• [Your goal]:
Find the word "stackbind" in the data, then copy each line where it is found.

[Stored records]
+ + +

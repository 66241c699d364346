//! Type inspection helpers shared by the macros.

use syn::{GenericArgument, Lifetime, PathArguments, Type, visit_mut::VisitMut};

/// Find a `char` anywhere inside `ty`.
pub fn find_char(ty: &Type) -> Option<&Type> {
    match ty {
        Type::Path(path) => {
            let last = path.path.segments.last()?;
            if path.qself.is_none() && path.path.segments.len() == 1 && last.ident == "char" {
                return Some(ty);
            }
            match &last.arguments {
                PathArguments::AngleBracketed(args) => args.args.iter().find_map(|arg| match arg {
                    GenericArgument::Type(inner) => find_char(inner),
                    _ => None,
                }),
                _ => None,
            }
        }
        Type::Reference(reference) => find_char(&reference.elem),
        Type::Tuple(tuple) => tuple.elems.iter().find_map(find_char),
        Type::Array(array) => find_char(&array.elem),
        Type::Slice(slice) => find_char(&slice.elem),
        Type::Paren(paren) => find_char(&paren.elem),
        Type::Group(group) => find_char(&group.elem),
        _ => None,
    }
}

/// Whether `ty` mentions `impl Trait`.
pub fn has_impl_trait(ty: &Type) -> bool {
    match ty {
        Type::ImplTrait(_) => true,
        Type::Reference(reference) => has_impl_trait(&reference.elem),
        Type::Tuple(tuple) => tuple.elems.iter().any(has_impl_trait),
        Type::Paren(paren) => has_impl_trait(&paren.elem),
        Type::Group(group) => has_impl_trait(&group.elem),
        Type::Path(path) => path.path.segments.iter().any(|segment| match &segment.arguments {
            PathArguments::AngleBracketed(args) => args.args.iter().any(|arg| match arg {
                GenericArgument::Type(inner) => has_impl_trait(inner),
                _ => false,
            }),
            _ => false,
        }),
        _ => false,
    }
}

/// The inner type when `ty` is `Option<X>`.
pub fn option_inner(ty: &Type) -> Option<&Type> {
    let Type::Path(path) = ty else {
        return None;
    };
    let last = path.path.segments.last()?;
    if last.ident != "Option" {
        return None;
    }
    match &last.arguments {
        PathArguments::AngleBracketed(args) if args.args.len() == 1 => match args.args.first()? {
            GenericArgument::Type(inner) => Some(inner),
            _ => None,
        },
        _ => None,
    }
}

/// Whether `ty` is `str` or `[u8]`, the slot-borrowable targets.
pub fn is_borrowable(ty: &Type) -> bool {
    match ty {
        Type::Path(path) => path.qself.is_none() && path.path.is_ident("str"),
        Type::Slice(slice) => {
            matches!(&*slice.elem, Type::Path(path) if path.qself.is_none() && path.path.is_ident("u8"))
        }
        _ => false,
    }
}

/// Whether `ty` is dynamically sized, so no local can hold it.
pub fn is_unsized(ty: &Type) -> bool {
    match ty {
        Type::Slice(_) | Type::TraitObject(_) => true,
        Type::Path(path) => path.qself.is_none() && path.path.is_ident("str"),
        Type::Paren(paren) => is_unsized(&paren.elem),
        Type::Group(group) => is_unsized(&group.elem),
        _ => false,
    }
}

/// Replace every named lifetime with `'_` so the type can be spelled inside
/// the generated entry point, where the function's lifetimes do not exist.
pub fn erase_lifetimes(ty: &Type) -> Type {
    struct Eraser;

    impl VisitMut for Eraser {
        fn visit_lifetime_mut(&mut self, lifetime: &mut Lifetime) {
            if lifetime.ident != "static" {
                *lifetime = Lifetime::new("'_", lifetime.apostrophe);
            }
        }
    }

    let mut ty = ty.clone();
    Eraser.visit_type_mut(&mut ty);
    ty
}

+ + +

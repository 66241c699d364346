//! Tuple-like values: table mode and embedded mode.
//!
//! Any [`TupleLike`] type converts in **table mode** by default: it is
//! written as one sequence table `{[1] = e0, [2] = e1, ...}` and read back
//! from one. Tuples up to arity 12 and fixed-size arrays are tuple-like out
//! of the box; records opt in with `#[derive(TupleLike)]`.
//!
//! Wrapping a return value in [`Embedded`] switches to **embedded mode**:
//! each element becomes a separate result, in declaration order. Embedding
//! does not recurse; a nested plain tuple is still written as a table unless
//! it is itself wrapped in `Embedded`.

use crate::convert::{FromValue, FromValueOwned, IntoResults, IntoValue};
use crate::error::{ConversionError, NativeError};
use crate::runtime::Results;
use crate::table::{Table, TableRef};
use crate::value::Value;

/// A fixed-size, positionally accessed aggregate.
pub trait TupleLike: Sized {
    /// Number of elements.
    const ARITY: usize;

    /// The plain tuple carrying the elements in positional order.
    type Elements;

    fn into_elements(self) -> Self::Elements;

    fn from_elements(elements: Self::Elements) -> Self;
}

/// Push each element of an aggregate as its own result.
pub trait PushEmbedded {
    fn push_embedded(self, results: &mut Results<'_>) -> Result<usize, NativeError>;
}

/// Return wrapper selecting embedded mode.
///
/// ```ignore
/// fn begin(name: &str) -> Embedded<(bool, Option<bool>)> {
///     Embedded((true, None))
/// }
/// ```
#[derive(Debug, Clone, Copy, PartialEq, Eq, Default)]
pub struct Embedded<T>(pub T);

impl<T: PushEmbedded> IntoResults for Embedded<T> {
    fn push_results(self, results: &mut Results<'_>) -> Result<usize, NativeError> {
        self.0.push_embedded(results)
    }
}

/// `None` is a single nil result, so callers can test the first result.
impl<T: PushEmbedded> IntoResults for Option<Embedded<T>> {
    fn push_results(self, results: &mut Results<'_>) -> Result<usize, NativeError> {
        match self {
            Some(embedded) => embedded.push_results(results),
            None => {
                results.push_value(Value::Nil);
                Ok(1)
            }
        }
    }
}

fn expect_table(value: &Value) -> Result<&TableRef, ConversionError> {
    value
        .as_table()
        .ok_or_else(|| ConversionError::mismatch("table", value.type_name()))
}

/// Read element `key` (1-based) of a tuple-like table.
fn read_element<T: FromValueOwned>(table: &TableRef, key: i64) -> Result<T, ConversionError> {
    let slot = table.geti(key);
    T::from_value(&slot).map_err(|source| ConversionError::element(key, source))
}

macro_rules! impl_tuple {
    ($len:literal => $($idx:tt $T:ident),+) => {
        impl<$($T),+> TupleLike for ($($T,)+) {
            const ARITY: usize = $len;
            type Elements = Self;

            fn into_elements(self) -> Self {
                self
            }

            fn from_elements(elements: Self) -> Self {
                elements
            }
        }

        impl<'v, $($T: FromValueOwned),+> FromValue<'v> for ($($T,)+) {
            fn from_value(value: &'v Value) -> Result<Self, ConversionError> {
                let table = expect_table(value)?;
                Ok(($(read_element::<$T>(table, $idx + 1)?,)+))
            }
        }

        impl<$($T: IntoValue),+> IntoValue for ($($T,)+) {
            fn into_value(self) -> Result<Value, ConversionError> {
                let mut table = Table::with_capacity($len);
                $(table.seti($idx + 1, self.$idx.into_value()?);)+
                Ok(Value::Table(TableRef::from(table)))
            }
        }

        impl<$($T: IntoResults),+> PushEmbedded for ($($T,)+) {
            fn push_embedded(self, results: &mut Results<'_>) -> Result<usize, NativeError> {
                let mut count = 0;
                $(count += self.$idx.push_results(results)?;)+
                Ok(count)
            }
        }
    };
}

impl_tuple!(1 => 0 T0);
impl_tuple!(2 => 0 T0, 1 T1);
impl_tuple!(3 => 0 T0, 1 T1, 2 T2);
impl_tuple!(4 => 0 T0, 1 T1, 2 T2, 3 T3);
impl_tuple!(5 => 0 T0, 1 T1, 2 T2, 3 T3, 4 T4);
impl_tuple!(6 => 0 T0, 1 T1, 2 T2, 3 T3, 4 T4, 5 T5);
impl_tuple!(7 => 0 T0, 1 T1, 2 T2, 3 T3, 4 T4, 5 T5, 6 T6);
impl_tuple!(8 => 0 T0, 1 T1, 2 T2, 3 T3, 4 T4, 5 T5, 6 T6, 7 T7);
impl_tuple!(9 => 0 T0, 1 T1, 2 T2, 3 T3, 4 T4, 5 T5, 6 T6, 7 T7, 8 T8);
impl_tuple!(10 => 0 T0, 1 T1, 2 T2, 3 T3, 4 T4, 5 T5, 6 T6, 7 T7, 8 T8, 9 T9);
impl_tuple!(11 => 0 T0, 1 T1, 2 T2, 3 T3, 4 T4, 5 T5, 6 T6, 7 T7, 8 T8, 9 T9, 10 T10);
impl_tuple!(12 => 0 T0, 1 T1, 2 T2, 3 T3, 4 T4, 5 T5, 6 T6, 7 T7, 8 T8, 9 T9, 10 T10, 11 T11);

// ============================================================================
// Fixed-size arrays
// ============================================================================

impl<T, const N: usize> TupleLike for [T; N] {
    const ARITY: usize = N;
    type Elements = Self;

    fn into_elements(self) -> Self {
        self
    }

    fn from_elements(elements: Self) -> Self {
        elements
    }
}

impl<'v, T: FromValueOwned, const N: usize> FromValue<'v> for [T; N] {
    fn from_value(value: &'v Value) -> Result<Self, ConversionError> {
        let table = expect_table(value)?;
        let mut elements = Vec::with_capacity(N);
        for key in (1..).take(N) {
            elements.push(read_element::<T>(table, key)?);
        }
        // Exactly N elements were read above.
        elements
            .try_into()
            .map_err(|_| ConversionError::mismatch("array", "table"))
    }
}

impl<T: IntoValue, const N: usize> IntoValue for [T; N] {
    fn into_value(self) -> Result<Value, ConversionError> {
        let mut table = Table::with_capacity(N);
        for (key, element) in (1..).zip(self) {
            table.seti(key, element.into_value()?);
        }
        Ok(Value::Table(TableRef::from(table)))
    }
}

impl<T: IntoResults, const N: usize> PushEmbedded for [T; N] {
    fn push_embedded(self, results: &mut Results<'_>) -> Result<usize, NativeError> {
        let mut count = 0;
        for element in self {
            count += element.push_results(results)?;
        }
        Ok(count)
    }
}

+ + +

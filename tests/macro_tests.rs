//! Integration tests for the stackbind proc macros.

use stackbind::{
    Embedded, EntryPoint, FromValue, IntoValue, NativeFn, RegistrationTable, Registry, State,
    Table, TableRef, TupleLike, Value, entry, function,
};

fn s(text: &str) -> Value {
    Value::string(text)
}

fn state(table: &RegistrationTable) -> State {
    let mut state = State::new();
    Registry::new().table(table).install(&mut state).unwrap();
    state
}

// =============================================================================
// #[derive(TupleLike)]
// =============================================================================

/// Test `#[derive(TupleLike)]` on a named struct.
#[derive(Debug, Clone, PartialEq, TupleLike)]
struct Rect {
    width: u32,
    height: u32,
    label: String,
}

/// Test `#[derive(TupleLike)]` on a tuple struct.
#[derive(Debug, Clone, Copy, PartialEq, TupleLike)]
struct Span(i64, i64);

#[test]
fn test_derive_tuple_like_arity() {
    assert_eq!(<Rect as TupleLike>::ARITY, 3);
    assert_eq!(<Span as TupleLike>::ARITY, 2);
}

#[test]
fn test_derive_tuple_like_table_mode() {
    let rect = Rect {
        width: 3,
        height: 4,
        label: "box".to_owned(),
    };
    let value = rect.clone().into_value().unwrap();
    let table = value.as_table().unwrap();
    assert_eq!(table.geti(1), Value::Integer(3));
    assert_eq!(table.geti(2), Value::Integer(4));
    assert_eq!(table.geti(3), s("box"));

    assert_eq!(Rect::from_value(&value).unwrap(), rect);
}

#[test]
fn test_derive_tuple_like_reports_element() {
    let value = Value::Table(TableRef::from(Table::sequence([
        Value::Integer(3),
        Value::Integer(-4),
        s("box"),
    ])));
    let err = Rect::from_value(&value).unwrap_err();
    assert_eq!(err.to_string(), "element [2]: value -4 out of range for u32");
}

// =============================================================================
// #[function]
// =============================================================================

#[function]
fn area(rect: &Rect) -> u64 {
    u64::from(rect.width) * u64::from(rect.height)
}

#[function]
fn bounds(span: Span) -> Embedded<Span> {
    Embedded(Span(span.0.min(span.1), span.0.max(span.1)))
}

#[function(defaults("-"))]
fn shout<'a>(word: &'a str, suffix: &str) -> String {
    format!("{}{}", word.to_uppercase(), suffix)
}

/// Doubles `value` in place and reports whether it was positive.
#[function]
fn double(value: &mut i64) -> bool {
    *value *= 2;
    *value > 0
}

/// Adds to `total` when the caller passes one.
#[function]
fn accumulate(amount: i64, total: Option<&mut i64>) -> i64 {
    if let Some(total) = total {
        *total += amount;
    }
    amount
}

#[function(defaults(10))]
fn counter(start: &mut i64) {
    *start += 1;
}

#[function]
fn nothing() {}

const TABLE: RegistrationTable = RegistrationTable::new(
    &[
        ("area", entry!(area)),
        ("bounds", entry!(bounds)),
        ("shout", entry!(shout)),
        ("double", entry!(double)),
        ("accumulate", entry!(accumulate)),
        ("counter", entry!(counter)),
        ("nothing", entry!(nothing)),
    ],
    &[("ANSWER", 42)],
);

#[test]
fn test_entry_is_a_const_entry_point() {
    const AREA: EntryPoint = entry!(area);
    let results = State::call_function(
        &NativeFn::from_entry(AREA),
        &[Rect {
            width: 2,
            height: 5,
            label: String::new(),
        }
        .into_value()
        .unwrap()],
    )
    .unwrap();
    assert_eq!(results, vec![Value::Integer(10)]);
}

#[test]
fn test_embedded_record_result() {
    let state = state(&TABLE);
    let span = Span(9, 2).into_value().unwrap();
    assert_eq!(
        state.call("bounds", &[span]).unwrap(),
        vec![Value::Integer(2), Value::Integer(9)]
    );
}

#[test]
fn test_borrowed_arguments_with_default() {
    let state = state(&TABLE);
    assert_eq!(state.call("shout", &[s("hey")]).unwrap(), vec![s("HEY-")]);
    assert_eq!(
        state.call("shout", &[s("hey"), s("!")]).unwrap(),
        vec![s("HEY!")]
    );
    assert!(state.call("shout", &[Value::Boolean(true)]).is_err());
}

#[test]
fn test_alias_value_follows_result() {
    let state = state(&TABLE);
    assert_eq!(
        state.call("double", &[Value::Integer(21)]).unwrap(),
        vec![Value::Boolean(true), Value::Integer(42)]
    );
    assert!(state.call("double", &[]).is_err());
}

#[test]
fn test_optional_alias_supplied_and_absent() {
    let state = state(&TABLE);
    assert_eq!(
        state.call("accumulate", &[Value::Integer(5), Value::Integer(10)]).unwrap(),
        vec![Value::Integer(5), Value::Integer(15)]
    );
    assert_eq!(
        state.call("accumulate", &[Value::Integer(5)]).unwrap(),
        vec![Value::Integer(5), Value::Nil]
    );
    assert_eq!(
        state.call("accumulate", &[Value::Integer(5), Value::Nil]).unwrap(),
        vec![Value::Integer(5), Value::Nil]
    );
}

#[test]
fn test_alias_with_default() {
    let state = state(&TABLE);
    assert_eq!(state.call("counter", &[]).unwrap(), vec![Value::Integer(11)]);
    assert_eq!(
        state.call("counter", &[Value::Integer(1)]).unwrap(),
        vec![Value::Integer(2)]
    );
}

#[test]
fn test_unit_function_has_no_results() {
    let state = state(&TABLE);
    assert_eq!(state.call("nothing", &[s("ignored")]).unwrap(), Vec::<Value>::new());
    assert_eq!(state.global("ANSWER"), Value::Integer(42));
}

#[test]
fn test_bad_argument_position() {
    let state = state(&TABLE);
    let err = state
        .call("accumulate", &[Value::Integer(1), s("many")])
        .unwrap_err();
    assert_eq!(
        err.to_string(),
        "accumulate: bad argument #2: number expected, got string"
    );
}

+ + +

• [Result for this exercise]:
//! Integration tests for the stackbind proc macros.
use stackbind::{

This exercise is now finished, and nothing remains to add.